Computer Science Colloquium

Computational Foundations for Statistical Learning: Enabling Massive Science

Alexander Gray
CMU

Friday, March 11, 2005 11:30 A.M.
Room 1302 Warren Weaver Hall
251 Mercer Street
New York, NY 10012-1185

Directions: http://cs.nyu.edu/csweb/Location/directions.html
Colloquium Information: http://cs.nyu.edu/csweb/Calendar/colloquium/index.html

Hosts:

Richard Cole cole@cs.nyu.edu, (212) 998-3119

Abstract

The data sciences (statistics, and recently machine learning) have always been part of the underpinning of all of the natural sciences. `Massive datasets' represent potentially unprecedented capabilities in a growing number of fields, but most of this potential remains unlocked, due to the computational intractability of the most powerful statistical learning methods. The computational problems underlying many of these methods are related to some of the hardest problems of applied mathematics, but have unique properties which make classical solution classes inappropriate. I will describe the beginnings of a unified framework for a large class of problems, which I call generalized N-body problems.
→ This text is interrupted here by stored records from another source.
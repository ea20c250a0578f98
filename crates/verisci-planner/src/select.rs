//! Novelty scores → selected hypothesis.

use serde::{Deserialize, Serialize};
use serde_json::Value;

use crate::extract::extract_json;

#[derive(Debug, Clone, PartialEq, Serialize, Deserialize)]
pub struct Selection {
    /// Index into the generated hypotheses.
    pub index: usize,
    /// One score per hypothesis; missing or unreadable scores are 0.
    pub scores: Vec<f64>,
    /// False when the ranking output held no readable score list.
    pub parsed: bool,
}

/// Read `n` scores from a ranking response.
///
/// Accepted shapes: `{"scores": [7, 9, 4]}`, a bare array `[7, 9, 4]`, or an
/// array of objects carrying a `score` field. Entries beyond `n` are ignored;
/// missing entries count as 0.
pub fn parse_scores(raw: &str, n: usize) -> (Vec<f64>, bool) {
    let list = match extract_json(raw) {
        Some(Value::Object(mut map)) => match map.remove("scores") {
            Some(Value::Array(items)) => Some(items),
            _ => None,
        },
        Some(Value::Array(items)) => Some(items),
        _ => None,
    };

    let Some(items) = list else {
        return (vec![0.0; n], false);
    };

    let mut scores: Vec<f64> = items.iter().take(n).map(score_of).collect();
    scores.resize(n, 0.0);
    (scores, true)
}

fn score_of(v: &Value) -> f64 {
    let raw = match v {
        Value::Object(map) => map.get("score").and_then(Value::as_f64),
        other => other.as_f64(),
    };
    raw.filter(|s| s.is_finite()).unwrap_or(0.0)
}

/// Index of the highest score; ties go to the earliest. Empty input → 0.
pub fn select_best(scores: &[f64]) -> usize {
    let mut best = 0;
    for (i, s) in scores.iter().enumerate() {
        if *s > scores[best] {
            best = i;
        }
    }
    best
}

/// Parse a ranking response and pick the winner.
pub fn select_from_ranking(raw: &str, n: usize) -> Selection {
    let (scores, parsed) = parse_scores(raw, n);
    if !parsed {
        tracing::warn!(
            hypotheses = n,
            "ranking output held no readable scores; falling back to the first hypothesis"
        );
    }
    Selection {
        index: select_best(&scores),
        scores,
        parsed,
    }
}

#[cfg(test)]
mod tests {
    use super::*;

    #[test]
    fn highest_score_wins() {
        assert_eq!(select_best(&[3.0, 8.0, 5.0]), 1);
    }

    #[test]
    fn ties_go_to_earliest() {
        assert_eq!(select_best(&[7.0, 9.0, 9.0]), 1);
        assert_eq!(select_best(&[5.0, 5.0, 5.0]), 0);
        assert_eq!(select_best(&[]), 0);
    }

    #[test]
    fn parses_scores_object() {
        let (s, ok) = parse_scores("{\"scores\": [6, 8.5, 2], \"reasoning\": \"…\"}", 3);
        assert!(ok);
        assert_eq!(s, vec![6.0, 8.5, 2.0]);
    }

    #[test]
    fn parses_array_of_objects() {
        let (s, ok) = parse_scores("[{\"score\": 4}, {\"score\": 9}, {\"oops\": 1}]", 3);
        assert!(ok);
        assert_eq!(s, vec![4.0, 9.0, 0.0]);
    }

    #[test]
    fn short_lists_are_padded() {
        let (s, ok) = parse_scores("[5]", 3);
        assert!(ok);
        assert_eq!(s, vec![5.0, 0.0, 0.0]);
    }

    #[test]
    fn unreadable_output_selects_first() {
        let sel = select_from_ranking("I think the second one is best.", 3);
        assert!(!sel.parsed);
        assert_eq!(sel.index, 0);
        assert_eq!(sel.scores, vec![0.0; 3]);
    }
}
The resulting algorithms, which I call multi-tree methods, appear to be the fastest practical algorithms to date for several foundational problems. I will describe four examples -- all-nearest-neighbors, kernel density estimation, distribution-free Bayes classification, and spatial correlation functions, and touch on two more recent projects, kernel matrix-vector multiplication and high-dimensional integration. I'll conclude by showing examples where these algorithms are enabling previously intractable data analyses at the heart of major modern scientific questions in cosmology and fundamental physics.